While ICE officials have vowed to offer all immigrants in their custody coronavirus vaccines, they have yet to say when doses will be available to more than 15,000 current detainees. Like the federal prison system, ICE has prioritized offering vaccines to personnel at its detention facilities, including health care workers.
“We’re working with state and local health departments to ensure that the ICE detainee population is not forgotten about and that ultimately they get vaccinated should they choose to do so,” Henry Lucero, the ICE official in charge of the agency’s sprawling detention system, told reporters last month.
Lucero said ICE did not have a “direct timeline” for vaccinating detainees.
ICE spokesperson Danielle Bennett said the agency’s health care workers were contacted last month to schedule vaccinations through the Department of Veterans Affairs. States, Bennett said, will determine when ICE detainees are vaccinated.
Last month, the Centers for Disease Control and Prevention (CDC) recommended that correction officers be immunized alongside millions of other front-line workers and people over the age of 75 as part of the second round of vaccinations, following health care personnel and nursing home residents.
The non-binding guidance, approved by a federal advisory panel, did not include incarcerated people in the second or third rounds. But the CDC posted a notice saying state and local authorities could consider vaccinating detainees alongside detention facility staff.
Infectious disease experts Carlo Foppiano Palacios and Mark Travassos wrote in the New England Journal of Medicine last month that giving states control over vaccine prioritization could jeopardize the health of immigrant detainees, “given the crush of competing interests for the limited vaccine lots available.” They found that out of 36 states with vaccination plans, only one — Louisiana — specifically included immigrant detainees.
“Vaccinating detainees is both good medicine and a humane approach to a completely disenfranchised population,” Foppiano Palacios and Travassos wrote.

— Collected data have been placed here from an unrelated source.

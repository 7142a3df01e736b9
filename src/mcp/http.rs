use super::handlers;
use super::handlers::common::HandlerResult;
use super::tooling;
use crate::types::ErrorResponse;
use crate::AppState;
use axum::{extract::State, http::StatusCode, response::Json};
use serde::{Deserialize, Serialize};
use serde_json::Value;
use std::sync::Arc;
use tracing::info;

#[derive(Debug, Serialize, Deserialize)]
pub struct McpTool {
    pub name: String,
    pub title: String,
    pub description: String,
    #[serde(rename = "inputSchema", alias = "input_schema")]
    pub input_schema: Value,
}

#[derive(Debug, Serialize, Deserialize)]
pub struct McpToolsResponse {
    pub tools: Vec<McpTool>,
}

#[derive(Debug, Serialize, Deserialize)]
pub struct McpCallRequest {
    pub name: String,
    #[serde(default)]
    pub arguments: Value,
}

#[derive(Debug, Serialize, Deserialize)]
pub struct McpCallResponse {
    pub content: Vec<McpContent>,
    #[serde(rename = "isError", alias = "is_error")]
    pub is_error: bool,
}

#[derive(Debug, Serialize, Deserialize)]
pub struct McpContent {
    #[serde(rename = "type")]
    pub content_type: String,
    pub text: String,
}

pub fn list_tools_for_state(state: &AppState) -> McpToolsResponse {
    let tools = state
        .tool_registry
        .public_specs()
        .into_iter()
        .map(|spec| McpTool {
            name: spec.public_name,
            title: spec.public_title,
            description: spec.public_description,
            input_schema: spec.public_input_schema,
        })
        .collect();
    McpToolsResponse { tools }
}

pub async fn list_tools(State(state): State<Arc<AppState>>) -> Json<McpToolsResponse> {
    Json(list_tools_for_state(&state))
}

pub async fn call_tool(
    State(state): State<Arc<AppState>>,
    Json(request): Json<McpCallRequest>,
) -> HandlerResult {
    call_tool_inner(state, &request.name, &request.arguments).await
}

/// Dispatch one call by public or internal tool name. Shared by every transport.
pub async fn call_tool_inner(state: Arc<AppState>, name: &str, arguments: &Value) -> HandlerResult {
    info!("MCP tool call: {} with args: {}", name, arguments);

    let internal = state
        .tool_registry
        .resolve_incoming_tool_name(name)
        .ok_or_else(|| {
            (
                StatusCode::NOT_FOUND,
                Json(ErrorResponse {
                    error: format!("Unknown tool: {}", name),
                }),
            )
        })?;

    // A missing arguments object reads the same as an empty one.
    let empty = Value::Object(Default::default());
    let arguments = if arguments.is_null() { &empty } else { arguments };

    match internal.as_str() {
        tooling::GET_BACKLINKS_LIST => handlers::get_backlinks_list::handle(state, arguments).await,
        tooling::KEYWORD_GENERATOR => handlers::keyword_generator::handle(state, arguments).await,
        tooling::GET_TRAFFIC => handlers::get_traffic::handle(state, arguments).await,
        tooling::KEYWORD_DIFFICULTY => handlers::keyword_difficulty::handle(state, arguments).await,
        _ => Err((
            StatusCode::NOT_FOUND,
            Json(ErrorResponse {
                error: format!("Unknown tool: {}", name),
            }),
        )),
    }
}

Lurie, the former FDA official and now president of the Center for Science in the Public Interest, said the immigration status of ICE detainees should not play a role in their access to vaccines.

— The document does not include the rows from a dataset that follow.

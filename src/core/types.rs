use serde::{Deserialize, Serialize};
use serde_json::Value;

#[derive(Debug, Serialize, Deserialize)]
pub struct ErrorResponse {
    pub error: String,
}

#[derive(Debug, Serialize, Deserialize)]
pub struct HealthResponse {
    pub status: String,
    pub message: String,
}

impl HealthResponse {
    pub fn healthy() -> Self {
        Self {
            status: "ok".to_string(),
            message: "SEO MCP is healthy".to_string(),
        }
    }
}

// ---------------------------------------------------------------------------
// Backlinks
// ---------------------------------------------------------------------------

#[derive(Debug, Serialize, Deserialize, Clone, PartialEq)]
pub struct Backlink {
    pub anchor: String,
    #[serde(rename = "domainRating")]
    pub domain_rating: f64,
    pub title: String,
    #[serde(rename = "urlFrom")]
    pub url_from: String,
    #[serde(rename = "urlTo")]
    pub url_to: String,
    pub edu: bool,
    pub gov: bool,
}

#[derive(Debug, Serialize, Deserialize, Clone, PartialEq)]
pub struct BacklinksReport {
    /// Passed through from the overview endpoint untouched.
    pub overview: Value,
    pub backlinks: Vec<Backlink>,
}

/// Signed grant from the backlinks overview endpoint.
#[derive(Debug, Serialize, Deserialize, Clone, PartialEq)]
pub struct SignedInput {
    pub signature: String,
    /// Echoed back upstream verbatim; only interpreted for cache expiry.
    pub valid_until: Value,
}

// ---------------------------------------------------------------------------
// Keywords
// ---------------------------------------------------------------------------

#[derive(Debug, Serialize, Deserialize, Clone, Copy, PartialEq, Eq)]
#[serde(rename_all = "snake_case")]
pub enum IdeaKind {
    Idea,
    Question,
}

#[derive(Debug, Serialize, Deserialize, Clone, PartialEq)]
pub struct KeywordIdea {
    pub keyword: String,
    pub country: String,
    pub difficulty: String,
    pub volume: String,
    #[serde(rename = "updatedAt")]
    pub updated_at: String,
    pub kind: IdeaKind,
}

#[derive(Debug, Serialize, Deserialize, Clone, PartialEq)]
pub struct SerpEntry {
    pub title: String,
    pub url: String,
    pub position: i64,
    #[serde(rename = "domainRating", skip_serializing_if = "Option::is_none", default)]
    pub domain_rating: Option<f64>,
    #[serde(rename = "urlRating", skip_serializing_if = "Option::is_none", default)]
    pub url_rating: Option<f64>,
    #[serde(skip_serializing_if = "Option::is_none", default)]
    pub traffic: Option<f64>,
    #[serde(skip_serializing_if = "Option::is_none", default)]
    pub keywords: Option<f64>,
    #[serde(rename = "topKeyword", skip_serializing_if = "Option::is_none", default)]
    pub top_keyword: Option<String>,
    #[serde(rename = "topVolume", skip_serializing_if = "Option::is_none", default)]
    pub top_volume: Option<f64>,
}

#[derive(Debug, Serialize, Deserialize, Clone, PartialEq)]
pub struct KeywordDifficulty {
    pub difficulty: f64,
    pub shortage: f64,
    #[serde(rename = "lastUpdate")]
    pub last_update: String,
    pub serp: Vec<SerpEntry>,
}

// ---------------------------------------------------------------------------
// Traffic
// ---------------------------------------------------------------------------

#[derive(Debug, Serialize, Deserialize, Clone, Copy, PartialEq, Eq, Default)]
#[serde(rename_all = "snake_case")]
pub enum TrafficMode {
    #[default]
    Subdomains,
    Exact,
}

impl TrafficMode {
    pub fn parse_str(raw: &str) -> Option<Self> {
        match raw.trim().to_ascii_lowercase().as_str() {
            "subdomains" => Some(TrafficMode::Subdomains),
            "exact" => Some(TrafficMode::Exact),
            _ => None,
        }
    }

    pub fn as_str(&self) -> &'static str {
        match self {
            TrafficMode::Subdomains => "subdomains",
            TrafficMode::Exact => "exact",
        }
    }
}

#[derive(Debug, Serialize, Deserialize, Clone, PartialEq)]
pub struct TrafficSummary {
    #[serde(rename = "trafficMonthlyAvg")]
    pub traffic_monthly_avg: f64,
    #[serde(rename = "costMonthlyAvg")]
    pub cost_monthly_avg: f64,
}

#[derive(Debug, Serialize, Deserialize, Clone, PartialEq)]
pub struct TrafficReport {
    pub traffic_history: Vec<Value>,
    pub traffic: TrafficSummary,
    pub top_pages: Vec<Value>,
    pub top_countries: Vec<Value>,
    pub top_keywords: Vec<Value>,
}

“The main thing that matters is whether or not the person has a need. And these folks incarcerated in these ICE facilities most certainly have demonstrated need for a vaccine,” he added.
While she believes releasing detainees is the best way ICE can protect them from the coronavirus, Ranit Mishori, a Physicians for Human Rights medical adviser, said a vaccination program should be implemented quickly. She said ICE should consult with public health experts to ensure the plan is effective, highlighting concerns about its medical services, which have been criticized by government watchdogs, Congress and outside groups.
ICE detains immigrants for civil immigration violations — not criminal offenses — and has broad authority to release people in its custody since they are not serving sentences imposed by a judge. President-elect Joe Biden’s team has pledged to end for-profit immigration detention and expand other alternatives, like community-based programs designed to make sure immigrants attend court appointments.
Mishori predicted that distrust between ICE and its detainees could hamstring vaccination efforts. As part of a recently published report, she and other colleagues spoke to 50 former ICE detainees who described inadequate and lax COVID-19 mitigation policies inside detention centers.
“I’m very concerned about the issues of trust and fear,” Mishori told CBS News. “You can’t just give a vaccine without having a parallel education and communication campaign to make sure people recognize that they can say no or yes.”